In the entries that follow, find the word "match" and report each line it is on.

======== Data listing

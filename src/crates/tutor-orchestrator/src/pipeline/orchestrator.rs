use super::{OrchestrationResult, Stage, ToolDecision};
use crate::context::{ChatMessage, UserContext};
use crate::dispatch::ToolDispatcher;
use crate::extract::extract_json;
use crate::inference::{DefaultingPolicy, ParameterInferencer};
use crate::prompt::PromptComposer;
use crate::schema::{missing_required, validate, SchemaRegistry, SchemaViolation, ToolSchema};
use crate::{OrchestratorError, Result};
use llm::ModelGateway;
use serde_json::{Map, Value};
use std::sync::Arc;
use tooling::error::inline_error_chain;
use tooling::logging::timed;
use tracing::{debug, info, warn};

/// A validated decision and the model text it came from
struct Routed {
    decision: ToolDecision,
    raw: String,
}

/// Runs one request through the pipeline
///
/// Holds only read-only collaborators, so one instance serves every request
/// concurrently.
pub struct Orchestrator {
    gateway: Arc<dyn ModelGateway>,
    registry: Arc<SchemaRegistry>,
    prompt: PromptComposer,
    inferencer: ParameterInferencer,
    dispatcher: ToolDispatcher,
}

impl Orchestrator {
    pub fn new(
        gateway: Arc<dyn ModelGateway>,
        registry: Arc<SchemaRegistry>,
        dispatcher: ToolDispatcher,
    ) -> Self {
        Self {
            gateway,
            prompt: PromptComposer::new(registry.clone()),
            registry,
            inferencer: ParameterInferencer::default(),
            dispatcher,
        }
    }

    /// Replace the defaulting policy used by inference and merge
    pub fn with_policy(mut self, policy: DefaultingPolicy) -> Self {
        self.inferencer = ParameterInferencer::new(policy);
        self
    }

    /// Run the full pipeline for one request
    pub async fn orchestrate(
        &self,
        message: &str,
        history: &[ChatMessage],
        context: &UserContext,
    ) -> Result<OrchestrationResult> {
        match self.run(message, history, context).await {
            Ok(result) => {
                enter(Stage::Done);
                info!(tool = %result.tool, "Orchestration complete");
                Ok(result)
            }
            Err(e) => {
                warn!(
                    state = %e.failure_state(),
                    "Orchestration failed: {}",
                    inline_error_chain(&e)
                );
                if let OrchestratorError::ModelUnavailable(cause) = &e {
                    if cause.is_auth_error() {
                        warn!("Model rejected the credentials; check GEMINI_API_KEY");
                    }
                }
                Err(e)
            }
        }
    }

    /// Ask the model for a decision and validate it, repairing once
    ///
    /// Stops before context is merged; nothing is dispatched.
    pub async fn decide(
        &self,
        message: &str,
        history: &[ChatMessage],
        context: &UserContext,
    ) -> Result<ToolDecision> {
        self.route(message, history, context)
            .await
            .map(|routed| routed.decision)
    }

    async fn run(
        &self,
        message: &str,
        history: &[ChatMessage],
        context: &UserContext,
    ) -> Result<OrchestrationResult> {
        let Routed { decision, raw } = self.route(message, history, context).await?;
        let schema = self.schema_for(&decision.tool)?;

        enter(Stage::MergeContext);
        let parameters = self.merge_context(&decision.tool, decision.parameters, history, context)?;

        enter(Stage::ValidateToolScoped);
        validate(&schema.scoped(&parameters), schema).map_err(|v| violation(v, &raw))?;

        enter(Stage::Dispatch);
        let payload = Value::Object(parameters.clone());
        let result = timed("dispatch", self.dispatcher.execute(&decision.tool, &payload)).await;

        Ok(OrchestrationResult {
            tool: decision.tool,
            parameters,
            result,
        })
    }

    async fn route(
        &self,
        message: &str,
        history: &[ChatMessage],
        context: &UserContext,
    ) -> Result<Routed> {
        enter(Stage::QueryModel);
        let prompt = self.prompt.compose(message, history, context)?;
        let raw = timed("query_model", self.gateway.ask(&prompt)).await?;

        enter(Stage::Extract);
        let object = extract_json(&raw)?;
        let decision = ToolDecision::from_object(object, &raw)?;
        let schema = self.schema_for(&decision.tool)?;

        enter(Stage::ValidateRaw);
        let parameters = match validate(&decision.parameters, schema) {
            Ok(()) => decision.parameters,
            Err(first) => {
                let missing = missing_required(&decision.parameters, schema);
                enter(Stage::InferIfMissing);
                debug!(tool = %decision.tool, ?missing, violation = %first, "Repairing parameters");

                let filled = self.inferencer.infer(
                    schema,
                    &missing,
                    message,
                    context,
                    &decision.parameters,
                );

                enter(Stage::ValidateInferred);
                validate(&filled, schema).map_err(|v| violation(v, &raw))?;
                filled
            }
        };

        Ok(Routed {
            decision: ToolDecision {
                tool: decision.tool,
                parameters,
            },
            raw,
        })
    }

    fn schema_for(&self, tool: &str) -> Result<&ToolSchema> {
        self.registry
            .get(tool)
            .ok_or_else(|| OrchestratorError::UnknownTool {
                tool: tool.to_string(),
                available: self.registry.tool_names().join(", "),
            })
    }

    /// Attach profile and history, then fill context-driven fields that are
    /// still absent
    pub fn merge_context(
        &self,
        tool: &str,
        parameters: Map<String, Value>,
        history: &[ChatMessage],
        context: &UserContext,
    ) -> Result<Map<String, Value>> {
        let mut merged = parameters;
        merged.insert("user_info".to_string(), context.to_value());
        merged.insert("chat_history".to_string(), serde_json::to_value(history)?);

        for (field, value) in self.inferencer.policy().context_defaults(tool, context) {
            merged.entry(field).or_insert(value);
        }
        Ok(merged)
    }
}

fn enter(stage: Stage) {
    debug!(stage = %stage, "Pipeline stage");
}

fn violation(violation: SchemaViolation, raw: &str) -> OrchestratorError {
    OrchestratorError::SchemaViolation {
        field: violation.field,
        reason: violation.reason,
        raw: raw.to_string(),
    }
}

================

Answer box -
        match self.run(message, history, context).await {
        let parameters = match validate(&decision.parameters, schema) {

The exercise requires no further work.